The Healing Power Of Hunting

The GPS device changed everything, Manley says. Although he was a long way from what he considered “healthy,” geocaching gave him something to do. Getting out of the house made him feel better.

A one-legged man on crutches wearing camo and hunting for geocaches in the woods.

Ed Manley going geocache hunting on his crutches back in the 2000s.

“It gave me some hope of recovery that I could have a life,” Manley explains.

Over the following year he hunted down increasingly difficult caches, building his emotional and physical health. Geocaching fed a strength Manley didn’t know he had. “I’d put my crutches down and crawl through mud on my butt.” He threw away the painkillers, and began to focus on a goal.

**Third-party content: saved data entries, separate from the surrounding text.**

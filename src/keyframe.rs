//! Keyframe extraction via FFmpeg
//!
//! One still per local video, taken at a fixed offset with an input-side
//! (fast) seek. Existing images are never regenerated.

use crate::error::Result;
use crate::ffmpeg::{FfmpegCommand, FfmpegError};
use crate::metrics::{BatchStats, BatchSummary, ItemOutcome};
use crate::poller::{ensure_not_cancelled, CancelSignal};
use crate::storage::VIDEO_EXTENSION;
use crate::store::{has_extension, keyframe_file_name};
use std::path::{Path, PathBuf};
use tracing::{error, info};

/// Produces a single still image from a video.
pub trait FrameGrabber: Send + Sync {
    fn grab(
        &self,
        input: &Path,
        timestamp: &str,
        output: &Path,
    ) -> std::result::Result<(), FfmpegError>;
}

/// Shells out to the system `ffmpeg` binary.
pub struct FfmpegGrabber {
    binary: String,
}

impl FfmpegGrabber {
    pub fn new(binary: impl Into<String>) -> Self {
        Self { binary: binary.into() }
    }
}

impl Default for FfmpegGrabber {
    fn default() -> Self {
        Self::new("ffmpeg")
    }
}

impl FrameGrabber for FfmpegGrabber {
    fn grab(
        &self,
        input: &Path,
        timestamp: &str,
        output: &Path,
    ) -> std::result::Result<(), FfmpegError> {
        FfmpegCommand::with_binary(self.binary.as_str())
            .seek(timestamp)
            .input(input)
            .frames(1)
            .no_overwrite()
            .output(output)
            .execute()?;
        Ok(())
    }
}

#[derive(Debug, Clone)]
pub struct KeyframeConfig {
    pub videos_dir: PathBuf,
    pub keyframes_dir: PathBuf,
    /// HH:MM:SS offset of the extracted frame
    pub timestamp: String,
    pub video_extension: String,
}

impl Default for KeyframeConfig {
    fn default() -> Self {
        Self {
            videos_dir: PathBuf::from("videos"),
            keyframes_dir: PathBuf::from("keyframes"),
            timestamp: "00:00:02".to_string(),
            video_extension: VIDEO_EXTENSION.to_string(),
        }
    }
}

pub struct KeyframeExtractor<G: FrameGrabber = FfmpegGrabber> {
    config: KeyframeConfig,
    grabber: G,
    cancel: Option<CancelSignal>,
}

impl<G: FrameGrabber> KeyframeExtractor<G> {
    pub fn new(config: KeyframeConfig, grabber: G) -> Self {
        Self {
            config,
            grabber,
            cancel: None,
        }
    }

    pub fn with_cancel(mut self, cancel: CancelSignal) -> Self {
        self.cancel = Some(cancel);
        self
    }

    /// Extract one frame unless `output` already exists.
    pub fn extract(&self, input: &Path, output: &Path) -> Result<ItemOutcome> {
        if output.exists() {
            info!("Skipping {}, keyframe already exists", input.display());
            return Ok(ItemOutcome::Skipped);
        }

        info!(
            "Extracting keyframe from {} at {} to {}",
            input.display(),
            self.config.timestamp,
            output.display()
        );
        self.grabber.grab(input, &self.config.timestamp, output)?;
        Ok(ItemOutcome::Written)
    }

    /// Process every video in the videos directory. A failing file is logged
    /// and counted; the rest of the batch still runs. Cancellation stops the
    /// batch before the next file.
    pub fn run(&self) -> Result<BatchSummary> {
        std::fs::create_dir_all(&self.config.keyframes_dir)?;

        let mut videos: Vec<PathBuf> = std::fs::read_dir(&self.config.videos_dir)?
            .filter_map(|entry| entry.ok().map(|e| e.path()))
            .filter(|path| path.is_file() && has_extension(path, &self.config.video_extension))
            .collect();
        videos.sort();

        let mut stats = BatchStats::new("keyframes");
        for video in videos {
            let name = video
                .file_name()
                .map(|n| n.to_string_lossy().into_owned())
                .unwrap_or_default();
            ensure_not_cancelled(&self.cancel, &name)?;
            let output = self.config.keyframes_dir.join(keyframe_file_name(&name));

            match self.extract(&video, &output) {
                Ok(outcome) => stats.record(outcome),
                Err(e) => {
                    error!("Keyframe extraction failed for {}: {}", video.display(), e);
                    stats.record(ItemOutcome::Failed);
                }
            }
        }

        Ok(stats.finish())
    }
}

“I had one cache in mind,” Manley recalls. “It was on the top of the mountain. For a one-legged fat guy to get to the top of the mountain seemed like an impossibility. But I said if I can get up the top of that mountain and find that cache I will know I have recovered.”

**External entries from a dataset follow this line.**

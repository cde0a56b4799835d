//! Integration tests for joining persisted records into search documents

use serde_json::{json, Value};
use std::path::Path;
use tempfile::TempDir;

use video_search_prep::config::DocumentSettings;
use video_search_prep::{DocumentAssembler, PipelineError};

fn settings(root: &Path) -> DocumentSettings {
    DocumentSettings {
        embeddings_dir: root.join("bedrock_marengo_embeddings"),
        analyses_dir: root.join("bedrock_pegasus_analyses"),
        documents_dir: root.join("documents"),
    }
}

fn write(path: &Path, value: &Value) {
    std::fs::create_dir_all(path.parent().unwrap()).unwrap();
    std::fs::write(path, serde_json::to_string_pretty(value).unwrap()).unwrap();
}

fn embeddings_record(name: &str) -> Value {
    json!({
        "videoName": name,
        "s3URI": format!("s3://marengo-bucket/commercials/{}", name),
        "keyframeURL": "https://d123.cloudfront.net/ad1.jpg",
        "dateCreated": "2025-07-23T10:00:00 UTC",
        "sizeBytes": 5242880,
        "durationSec": 7.0,
        "contentType": "video/mp4",
        "embeddings": [
            {
                "embedding": [0.1, 0.2],
                "embeddingOption": "visual-text",
                "startSec": 0.0,
                "endSec": 3.5
            },
            {"embedding": [0.3, 0.4], "embeddingOption": "audio", "startSec": 3.5, "endSec": 7.0}
        ]
    })
}

fn analysis_record(name: &str) -> Value {
    json!({
        "videoName": name,
        "s3URI": format!("s3://pegasus-bucket/commercials/{}", name),
        "title": "Fast Cars on Sunday",
        "summary": "A commercial for a sports car.",
        "keywords": ["sports", "car"],
        "dateCreated": "2025-07-23T11:00:00 UTC"
    })
}

fn seed_pair(settings: &DocumentSettings, stem: &str) {
    let name = format!("{}.mp4", stem);
    let file = format!("{}.json", stem);
    write(&settings.embeddings_dir.join(&file), &embeddings_record(&name));
    write(&settings.analyses_dir.join(&file), &analysis_record(&name));
}

#[tokio::test]
async fn test_merge_field_precedence() {
    let dir = TempDir::new().unwrap();
    let settings = settings(dir.path());
    seed_pair(&settings, "ad1");

    let summary = DocumentAssembler::new(settings.clone()).run().await.unwrap();
    assert_eq!(summary.written, 1);

    let bytes = std::fs::read(settings.documents_dir.join("ad1.json")).unwrap();
    let doc: Value = serde_json::from_slice(&bytes).unwrap();

    // Analysis wins for identity and text.
    assert_eq!(doc["videoName"], "ad1.mp4");
    assert_eq!(doc["s3URI"], "s3://pegasus-bucket/commercials/ad1.mp4");
    assert_eq!(doc["title"], "Fast Cars on Sunday");
    assert_eq!(doc["keywords"], json!(["sports", "car"]));

    // Embeddings win for storage and vectors.
    assert_eq!(doc["keyframeURL"], "https://d123.cloudfront.net/ad1.jpg");
    assert_eq!(doc["sizeBytes"], 5242880);
    assert_eq!(doc["contentType"], "video/mp4");
    assert_eq!(doc["durationSec"], 7.0);
    assert_eq!(doc["embeddings"].as_array().unwrap().len(), 2);

    // Assembly time, not either input's.
    assert_ne!(doc["dateCreated"], "2025-07-23T10:00:00 UTC");
    assert_ne!(doc["dateCreated"], "2025-07-23T11:00:00 UTC");
}

#[tokio::test]
async fn test_assembling_twice_differs_only_in_timestamp() {
    let dir = TempDir::new().unwrap();
    let settings = settings(dir.path());
    seed_pair(&settings, "ad1");
    let assembler = DocumentAssembler::new(settings);

    let mut first = assembler.assemble("ad1.json").await.unwrap();
    let mut second = assembler.assemble("ad1.json").await.unwrap();

    first.date_created.clear();
    second.date_created.clear();
    assert_eq!(first, second);
}

#[tokio::test]
async fn test_missing_embeddings_is_not_found_and_writes_nothing() {
    let dir = TempDir::new().unwrap();
    let settings = settings(dir.path());
    write(&settings.analyses_dir.join("x.json"), &analysis_record("x.mp4"));
    std::fs::create_dir_all(&settings.embeddings_dir).unwrap();

    let err = DocumentAssembler::new(settings.clone()).run().await.unwrap_err();

    match err {
        PipelineError::NotFound(path) => {
            assert!(path.ends_with("bedrock_marengo_embeddings/x.json"))
        }
        other => panic!("unexpected {:?}", other),
    }
    let written = std::fs::read_dir(&settings.documents_dir)
        .map(|entries| entries.count())
        .unwrap_or(0);
    assert_eq!(written, 0);
}

#[tokio::test]
async fn test_identity_mismatch_rejected() {
    let dir = TempDir::new().unwrap();
    let settings = settings(dir.path());
    write(&settings.embeddings_dir.join("ad1.json"), &embeddings_record("ad1.mp4"));
    write(&settings.analyses_dir.join("ad1.json"), &analysis_record("other.mp4"));

    let err = DocumentAssembler::new(settings.clone()).run().await.unwrap_err();
    assert!(matches!(err, PipelineError::ValidationError(_)));
    assert!(!settings.documents_dir.join("ad1.json").exists());
}

#[tokio::test]
async fn test_non_json_files_skipped() {
    let dir = TempDir::new().unwrap();
    let settings = settings(dir.path());
    seed_pair(&settings, "ad1");
    seed_pair(&settings, "ad2");
    std::fs::write(settings.analyses_dir.join(".DS_Store"), "junk").unwrap();

    let summary = DocumentAssembler::new(settings.clone()).run().await.unwrap();
    assert_eq!(summary.written, 2);
    assert!(settings.documents_dir.join("ad2.json").exists());
}

#[tokio::test]
async fn test_invalid_segment_rejected_on_load() {
    let dir = TempDir::new().unwrap();
    let settings = settings(dir.path());
    let mut embeddings = embeddings_record("ad1.mp4");
    embeddings["embeddings"][0]["startSec"] = json!(9.0);
    write(&settings.embeddings_dir.join("ad1.json"), &embeddings);
    write(&settings.analyses_dir.join("ad1.json"), &analysis_record("ad1.mp4"));

    let err = DocumentAssembler::new(settings).run().await.unwrap_err();
    assert!(matches!(err, PipelineError::ValidationError(_)));
}

#[tokio::test]
async fn test_cancelled_assembly_writes_nothing() {
    let dir = TempDir::new().unwrap();
    let settings = settings(dir.path());
    seed_pair(&settings, "ad1");
    let (tx, rx) = tokio::sync::watch::channel(false);
    tx.send(true).unwrap();

    let err = DocumentAssembler::new(settings.clone())
        .with_cancel(rx)
        .run()
        .await
        .unwrap_err();

    assert!(matches!(err, PipelineError::Cancelled(_)));
    assert!(!settings.documents_dir.join("ad1.json").exists());
}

It took him a year to build up the stamina to scale the mountain. “But I got up there and got that cache. I got up there and cried like a baby. I’d escaped the drugs, the depression, the feeling of uselessness.

“Geocaching saved my life.”

“Geocaching saved my life.”

Now 63, Manley is still geocaching. He mostly gets about in a powered wheelchair, which means mountains are off the cards.

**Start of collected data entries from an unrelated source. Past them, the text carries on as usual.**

//! Local JSON artifact store
//!
//! One file per video per stage, named after the video's base name. Writes go
//! through a temporary file and a rename so a crashed run never leaves a
//! half-written record behind for the skip-if-exists check to trust.

use crate::error::{PipelineError, Result};
use serde::de::DeserializeOwned;
use serde::Serialize;
use std::path::{Path, PathBuf};
use tracing::debug;

pub const RECORD_EXTENSION: &str = "json";
pub const KEYFRAME_EXTENSION: &str = "jpg";

/// `ad1.mp4` -> `ad1.json`
pub fn record_file_name(video_name: &str) -> String {
    with_extension(video_name, RECORD_EXTENSION)
}

/// `ad1.mp4` -> `ad1.jpg`
pub fn keyframe_file_name(video_name: &str) -> String {
    with_extension(video_name, KEYFRAME_EXTENSION)
}

fn with_extension(name: &str, extension: &str) -> String {
    let stem = Path::new(name)
        .file_stem()
        .map(|s| s.to_string_lossy().into_owned())
        .unwrap_or_else(|| name.to_string());
    format!("{}.{}", stem, extension)
}

pub fn has_extension(path: impl AsRef<Path>, extension: &str) -> bool {
    path.as_ref()
        .extension()
        .map(|e| e.eq_ignore_ascii_case(extension))
        .unwrap_or(false)
}

/// Serialize with 2-space indentation and write atomically.
pub async fn write_record<T: Serialize>(path: &Path, record: &T) -> Result<()> {
    if let Some(parent) = path.parent() {
        if !parent.as_os_str().is_empty() {
            tokio::fs::create_dir_all(parent).await?;
        }
    }

    let mut body = serde_json::to_string_pretty(record)?;
    body.push('\n');

    let tmp = tmp_path(path);
    tokio::fs::write(&tmp, body).await?;
    tokio::fs::rename(&tmp, path).await?;

    debug!("Wrote {}", path.display());
    Ok(())
}

pub async fn read_record<T: DeserializeOwned>(path: &Path) -> Result<T> {
    let bytes = match tokio::fs::read(path).await {
        Ok(bytes) => bytes,
        Err(e) if e.kind() == std::io::ErrorKind::NotFound => {
            return Err(PipelineError::NotFound(path.to_path_buf()))
        }
        Err(e) => return Err(e.into()),
    };
    Ok(serde_json::from_slice(&bytes)?)
}

pub async fn exists(path: &Path) -> Result<bool> {
    Ok(tokio::fs::try_exists(path).await?)
}

/// File names in `dir`, sorted. A missing directory lists as empty.
pub async fn list_file_names(dir: &Path) -> Result<Vec<String>> {
    let mut entries = match tokio::fs::read_dir(dir).await {
        Ok(entries) => entries,
        Err(e) if e.kind() == std::io::ErrorKind::NotFound => return Ok(Vec::new()),
        Err(e) => return Err(e.into()),
    };

    let mut names = Vec::new();
    while let Some(entry) = entries.next_entry().await? {
        if entry.file_type().await?.is_file() {
            names.push(entry.file_name().to_string_lossy().into_owned());
        }
    }
    names.sort();
    Ok(names)
}

fn tmp_path(path: &Path) -> PathBuf {
    let mut name = path
        .file_name()
        .map(|n| n.to_os_string())
        .unwrap_or_default();
    name.push(".tmp");
    path.with_file_name(name)
}

#[cfg(test)]
mod tests {
    use super::*;
    use serde_json::{json, Value};
    use tempfile::TempDir;

    #[test]
    fn test_derived_file_names() {
        assert_eq!(record_file_name("ad1.mp4"), "ad1.json");
        assert_eq!(keyframe_file_name("ad1.mp4"), "ad1.jpg");
        assert_eq!(record_file_name("spring.sale.mp4"), "spring.sale.json");
        assert!(has_extension("videos/ad1.MP4", "mp4"));
        assert!(!has_extension("videos/ad1.mov", "mp4"));
    }

    #[tokio::test]
    async fn test_write_uses_two_space_indent() {
        let dir = TempDir::new().unwrap();
        let path = dir.path().join("nested").join("ad1.json");

        write_record(&path, &json!({"videoName": "ad1.mp4"})).await.unwrap();

        let text = std::fs::read_to_string(&path).unwrap();
        assert!(text.contains("\n  \"videoName\": \"ad1.mp4\""));
        assert!(!tmp_path(&path).exists());

        let back: Value = read_record(&path).await.unwrap();
        assert_eq!(back["videoName"], "ad1.mp4");
    }

    #[tokio::test]
    async fn test_read_missing_is_not_found() {
        let dir = TempDir::new().unwrap();
        let err = read_record::<Value>(&dir.path().join("x.json")).await.unwrap_err();
        assert!(matches!(err, PipelineError::NotFound(_)));
    }

    #[tokio::test]
    async fn test_list_sorted_and_missing_dir_empty() {
        let dir = TempDir::new().unwrap();
        std::fs::write(dir.path().join("b.json"), "{}").unwrap();
        std::fs::write(dir.path().join("a.json"), "{}").unwrap();
        std::fs::create_dir(dir.path().join("sub")).unwrap();

        assert_eq!(list_file_names(dir.path()).await.unwrap(), vec!["a.json", "b.json"]);
        assert!(list_file_names(&dir.path().join("nope")).await.unwrap().is_empty());
    }
}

“I don’t go after the hard ones as much anymore,” he says. “Over 10 years I proved I could get any cache. I have found caches in four countries and throughout 29 states. It’s been a blessing. It’s kept me sane.”

Manley still finds around two caches a day, gradually adding to the thousands of finds he’s racked up since that first find. And he has a new companion, his seven-year-old daughter, the child he has with the second wife he met through his hobby.

“My daughter loves it more than I do: she insists we go out, even in the snow.”

Geocaching When You’re Blind

For Day Al-Mohamed, geocaching is like hunting pirate’s treasure. “You have a secret map that takes you to a treasure. Especially some of the great big caches you find, like a big ammo box that someone has filled with things.”

A young, attractive Muslim-American woman with her guide dog.

Day Al-Mohamed’s visual impairment just makes her more determine to find elusive geocaches.

The public servant, who works as a senior advisor the US Department of Labor in Washington DC, began geocaching with friends. “They had just started and were super excited about it.” The excitement was contagious, and Al-Mohamed and her wife began hunting down caches on their own.

Visually impaired since birth, Al-Mohamed can make out shapes, and colors if she gets up close. But by pairing her iPhone’s voiceover function with the geocaching app, when she hunts down caches she’s able to take the lead with navigation.

With a mind that’s given to problem-solving, Al-Mohamed can tackle the most cryptic of clues. In fact, these often give her an edge.

“People are clever with their clues, and with the ones that are puzzle based I have as good a chance as anybody else.”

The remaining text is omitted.